C’è un argomento tabù di cui nessuno parla apertamente: le paure di chi fa impresa. Mentre la narrazione comune celebra gli imprenditori di successo e le aziende in crescita, esiste una maggioranza silenziosa di imprenditori e manager che, ogni giorno, affronta una realtà diversa, fatta di timori, dubbi e fatica, che cerca di far quadrare i conti, tenere unita la squadra, decidere senza avere tutte le risposte.
Fare impresa, oggi, significa confrontarsi con situazioni che toccano corde profonde: la solitudine nelle decisioni, la responsabilità verso le Persone — le loro famiglie così come la propria — il timore di non riuscire a guidare davvero.
Vale per chi ha fondato un’azienda e la sente come parte della propria identità. Vale per chi, da manager, media quotidianamente tra strategia e operatività, tra direzione e team, tra risultati e relazioni.
E come posso io parlare delle paure degli imprenditori e dei manager?
Lo faccio da chi le ha vissute sulla propria pelle: prima come imprenditore — avendo fondato tre imprese — poi come manager in aziende strutturate, con la responsabilità di guidare le Persone verso i risultati.
Queste paure non sono debolezza, ma sono il segno che chi guida lo fa con consapevolezza e attenzione, sentendo il peso del presente e del futuro sulle proprie spalle.
È ascoltando queste paure, osservando come si manifestano nei comportamenti, nei silenzi, nei meccanismi quotidiani, che si inizia a capire dove intervenire davvero.
Le aziende non cambiano solo con un piano strategico: cambiano quando si ha il coraggio di nominare ciò che fa paura, per trasformarlo in lucidità, in scelta, in cultura.
Lo si percepisce subito: l’atmosfera, gli sguardi, le pause prima di parlare, le frasi non dette.

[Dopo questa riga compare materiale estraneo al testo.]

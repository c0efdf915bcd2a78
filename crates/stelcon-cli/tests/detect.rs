use assert_cmd::cargo::cargo_bin_cmd;
use serde::Deserialize;
use std::error::Error;
use std::path::PathBuf;

#[derive(Debug, Deserialize, PartialEq)]
struct Interval {
    start: f64,
    end: f64,
}

fn fixture_path() -> String {
    let root = PathBuf::from(env!("CARGO_MANIFEST_DIR"))
        .parent()
        .and_then(|p| p.parent())
        .expect("workspace root")
        .join("test_data/pulse_tiny.csv");
    root.to_string_lossy().to_string()
}

#[test]
fn detect_pulses_finds_both_intervals() -> Result<(), Box<dyn Error>> {
    let mut cmd = cargo_bin_cmd!("stelcon");
    cmd.args(["detect-pulses", "--input", &fixture_path(), "--threshold", "10"]);
    let out = cmd.assert().success().get_output().stdout.clone();
    let intervals: Vec<Interval> = serde_json::from_slice(&out)?;
    assert_eq!(
        intervals,
        vec![
            Interval { start: 2.0, end: 4.0 },
            Interval { start: 5.0, end: 6.0 },
        ]
    );
    Ok(())
}

#[test]
fn detect_pulses_with_high_threshold_is_empty() -> Result<(), Box<dyn Error>> {
    let mut cmd = cargo_bin_cmd!("stelcon");
    cmd.args(["detect-pulses", "--input", &fixture_path(), "--threshold", "30"]);
    let out = cmd.assert().success().get_output().stdout.clone();
    let intervals: Vec<Interval> = serde_json::from_slice(&out)?;
    assert!(intervals.is_empty());
    Ok(())
}

#[test]
fn pulse_stats_reports_count_and_spacing() -> Result<(), Box<dyn Error>> {
    #[derive(Deserialize)]
    struct Summary {
        count: usize,
        mean_spacing: f64,
        duty_cycle: f64,
    }

    let mut cmd = cargo_bin_cmd!("stelcon");
    cmd.args(["pulse-stats", "--input", &fixture_path(), "--threshold", "10"]);
    let out = cmd.assert().success().get_output().stdout.clone();
    let summary: Summary = serde_json::from_slice(&out)?;
    assert_eq!(summary.count, 2);
    assert!((summary.mean_spacing - 3.0).abs() < 1e-9);
    assert!((summary.duty_cycle - 0.5).abs() < 1e-9);
    Ok(())
}

#[test]
fn pulse_stats_with_no_pulses_fails() {
    let mut cmd = cargo_bin_cmd!("stelcon");
    cmd.args(["pulse-stats", "--input", &fixture_path(), "--threshold", "30"]);
    cmd.assert().failure();
}
use crate::detectors::pulse::ActivityInterval;
use crate::error::PulseError;
use crate::signal::Series;
use serde::{Deserialize, Serialize};

/// Intervention statistics over one analyzed run.
#[derive(Debug, Clone, Copy, PartialEq, Serialize, Deserialize)]
pub struct PulseSummary {
    pub count: usize,
    /// Average gap between successive pulses: total duration / count.
    pub mean_spacing: f64,
    /// Summed pulse length.
    pub total_active: f64,
    pub duty_cycle: f64,
}

/// Initial/final level of a monitored channel across a run.
#[derive(Debug, Clone, Copy, PartialEq, Serialize, Deserialize)]
pub struct ImpurityStats {
    pub initial: f64,
    pub last: f64,
    pub ratio: f64,
}

/// Summarize detected pulses over the span they were searched in.
/// `total_duration` comes from the caller (normally the trace's own time
/// span) rather than any fixed constant.
pub fn summarize(
    intervals: &[ActivityInterval],
    total_duration: f64,
) -> Result<PulseSummary, PulseError> {
    if !(total_duration > 0.0) {
        return Err(PulseError::NonPositiveDuration(total_duration));
    }
    if intervals.is_empty() {
        return Err(PulseError::NoPulses);
    }
    let count = intervals.len();
    let total_active: f64 = intervals.iter().map(ActivityInterval::duration).sum();
    Ok(PulseSummary {
        count,
        mean_spacing: total_duration / count as f64,
        total_active,
        duty_cycle: total_active / total_duration,
    })
}

/// Final level of a channel relative to its starting level.
pub fn impurity_retention(series: &Series) -> Result<ImpurityStats, PulseError> {
    let first = series.samples.first().ok_or(PulseError::EmptySeries)?;
    let last = series.samples.last().ok_or(PulseError::EmptySeries)?;
    if first.value == 0.0 {
        return Err(PulseError::ZeroInitialImpurity);
    }
    Ok(ImpurityStats {
        initial: first.value,
        last: last.value,
        ratio: last.value / first.value,
    })
}

#[cfg(test)]
mod tests {
    use super::*;

    #[test]
    fn mean_spacing_divides_duration_by_count() {
        let intervals = [
            ActivityInterval { start: 2.0, end: 4.0 },
            ActivityInterval { start: 5.0, end: 6.0 },
        ];
        let summary = summarize(&intervals, 10.0).unwrap();
        assert_eq!(summary.count, 2);
        assert_eq!(summary.mean_spacing, 5.0);
        assert_eq!(summary.total_active, 3.0);
        assert_eq!(summary.duty_cycle, 0.3);
    }

    #[test]
    fn zero_pulses_is_an_explicit_error() {
        assert_eq!(summarize(&[], 10.0), Err(PulseError::NoPulses));
    }

    #[test]
    fn non_positive_duration_is_rejected() {
        let intervals = [ActivityInterval { start: 0.0, end: 1.0 }];
        assert_eq!(
            summarize(&intervals, 0.0),
            Err(PulseError::NonPositiveDuration(0.0))
        );
        assert_eq!(
            summarize(&intervals, -1.0),
            Err(PulseError::NonPositiveDuration(-1.0))
        );
    }

    #[test]
    fn retention_ratio_is_final_over_initial() {
        let series = Series::from_columns(&[0.0, 1.0, 2.0], &[2e17, 5e17, 8e17]);
        let stats = impurity_retention(&series).unwrap();
        assert_eq!(stats.initial, 2e17);
        assert_eq!(stats.last, 8e17);
        assert_eq!(stats.ratio, 4.0);
    }

    #[test]
    fn retention_guards_empty_and_zero_start() {
        let empty = Series { samples: Vec::new() };
        assert_eq!(impurity_retention(&empty), Err(PulseError::EmptySeries));

        let zero = Series::from_columns(&[0.0, 1.0], &[0.0, 1e18]);
        assert_eq!(
            impurity_retention(&zero),
            Err(PulseError::ZeroInitialImpurity)
        );
    }
}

Sono segnali sottili quanto potenti.
Parlano di paure reali, spesso inespresse, che imprenditori e manager portano dentro di loro ogni giorno. Paure umane, nate dal desiderio sincero di fare bene, ma anche forgiate dalla fatica di farcela con le risorse disponibili.
Le paure più diffuse — che ho incontrato personalmente e che incontro ogni giorno nelle aziende clienti — sono quindici. Eccole descritte una per volta.
1 – La paura che le Persone non si assumano la responsabilità
La responsabilità è il primo nervo scoperto. Quando i collaboratori si limitano a eseguire, senza metterci testa e cuore, tutto ricade sulle spalle di chi decide.
Questa solitudine non dipende dal numero di dipendenti, ma dalla sensazione di dover reggere tutto da solo in un (apparente) disinteresse collettivo.
2 – La paura dell’assenza emotiva
Dipendenti presenti fisicamente, ma non partecipi. Fanno il loro dovere, ma non si espongono, non si appassionano, non si coinvolgono. E così l’imprenditore o il manager si ritrova ad essere l’unico a spingere, incerto se sta guidando o trainando un peso morto.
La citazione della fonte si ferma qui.